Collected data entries
+ + + +

//! Data types and collaborator interfaces
//!
//! The message log, the retrieval store and the completion model all live
//! outside this crate. They are reached through the narrow traits below so
//! that real backends and test fakes are interchangeable.

use crate::Result;
use async_trait::async_trait;
use chrono::{DateTime, Utc};
use serde::{Deserialize, Serialize};

/// A single entry of a conversation's message log
#[derive(Debug, Clone, PartialEq, Serialize, Deserialize)]
pub struct Message {
    /// Who produced the message
    pub name: String,
    /// What kind of message it is (e.g. "say", "tool_call")
    pub method: String,
    /// Opaque message payload
    #[serde(default)]
    pub args: serde_json::Value,
    #[serde(default = "Utc::now")]
    pub timestamp: DateTime<Utc>,
}

impl Message {
    pub fn new(name: impl Into<String>, method: impl Into<String>, args: serde_json::Value) -> Self {
        Self {
            name: name.into(),
            method: method.into(),
            args,
            timestamp: Utc::now(),
        }
    }

    /// Convenience constructor for a plain spoken message
    pub fn say(name: impl Into<String>, text: impl Into<String>) -> Self {
        Self::new(name, "say", serde_json::json!({ "text": text.into() }))
    }

    /// Projection used when messages are shown to the summarizer
    pub fn summary_view(&self) -> serde_json::Value {
        serde_json::json!({
            "name": self.name,
            "method": self.method,
            "args": self.args,
        })
    }

    /// Best-effort plain text for the message
    pub fn text(&self) -> String {
        match &self.args {
            serde_json::Value::String(s) => s.clone(),
            serde_json::Value::Object(map) => match map.get("text").and_then(|t| t.as_str()) {
                Some(text) => text.to_string(),
                None => self.args.to_string(),
            },
            serde_json::Value::Null => String::new(),
            other => other.to_string(),
        }
    }
}

/// A persisted short text derived from past conversation
#[derive(Debug, Clone, PartialEq, Serialize, Deserialize)]
pub struct Memory {
    pub text: String,
    #[serde(default, skip_serializing_if = "Option::is_none")]
    pub metadata: Option<serde_json::Value>,
    #[serde(default = "Utc::now")]
    pub created_at: DateTime<Utc>,
}

impl Memory {
    pub fn new(text: impl Into<String>) -> Self {
        Self {
            text: text.into(),
            metadata: None,
            created_at: Utc::now(),
        }
    }

    pub fn with_metadata(mut self, metadata: serde_json::Value) -> Self {
        self.metadata = Some(metadata);
        self
    }
}

/// Options for a retrieval query
#[derive(Debug, Clone, Copy, PartialEq, Eq)]
pub struct MemoryQuery {
    /// Maximum number of memories wanted
    pub match_count: usize,
}

/// Chat roles understood by completion backends
#[derive(Debug, Clone, Copy, PartialEq, Eq, Serialize, Deserialize)]
#[serde(rename_all = "lowercase")]
pub enum ChatRole {
    System,
    User,
    Assistant,
}

#[derive(Debug, Clone, PartialEq, Serialize, Deserialize)]
pub struct ChatMessage {
    pub role: ChatRole,
    pub content: String,
}

impl ChatMessage {
    pub fn user(content: impl Into<String>) -> Self {
        Self {
            role: ChatRole::User,
            content: content.into(),
        }
    }
}

/// Which model variant a completion should use
#[derive(Debug, Clone, Copy, PartialEq, Eq, Default)]
pub enum ModelSize {
    #[default]
    Default,
    /// Cheap/fast variant, used for summarization
    Small,
}

#[derive(Debug, Clone, Copy, PartialEq, Eq, Default)]
pub struct CompletionOptions {
    pub model: ModelSize,
}

#[derive(Debug, Clone, PartialEq)]
pub struct Completion {
    pub content: String,
}

/// The conversation whose messages drive the memory
#[async_trait]
pub trait Conversation: Send + Sync {
    /// Suspend until the message log has finished any pending load
    async fn wait_for_load(&self);

    /// Current materialized log, oldest first
    fn messages(&self) -> Vec<Message>;

    /// Single string representation used as a similarity-search query
    fn embedding_string(&self) -> String;
}

/// Retrieval and persistence of memories
#[async_trait]
pub trait MemoryBackend: Send + Sync {
    async fn get_memory(&self, query: &str, opts: MemoryQuery) -> Result<Vec<Memory>>;

    async fn add_memory(&self, text: &str) -> Result<()>;
}

/// Language-completion backend
#[async_trait]
pub trait CompletionBackend: Send + Sync {
    async fn complete(&self, messages: &[ChatMessage], opts: CompletionOptions)
        -> Result<Completion>;
}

+ + + +

- _Work instruction_
Please reproduce, exactly as written, the lines of the records from the first line through the one containing "use crate::Result;".

- _Expected answer_
//! Data types and collaborator interfaces
//!
//! The message log, the retrieval store and the completion model all live
//! outside this crate. They are reached through the narrow traits below so
//! that real backends and test fakes are interchangeable.

use crate::Result;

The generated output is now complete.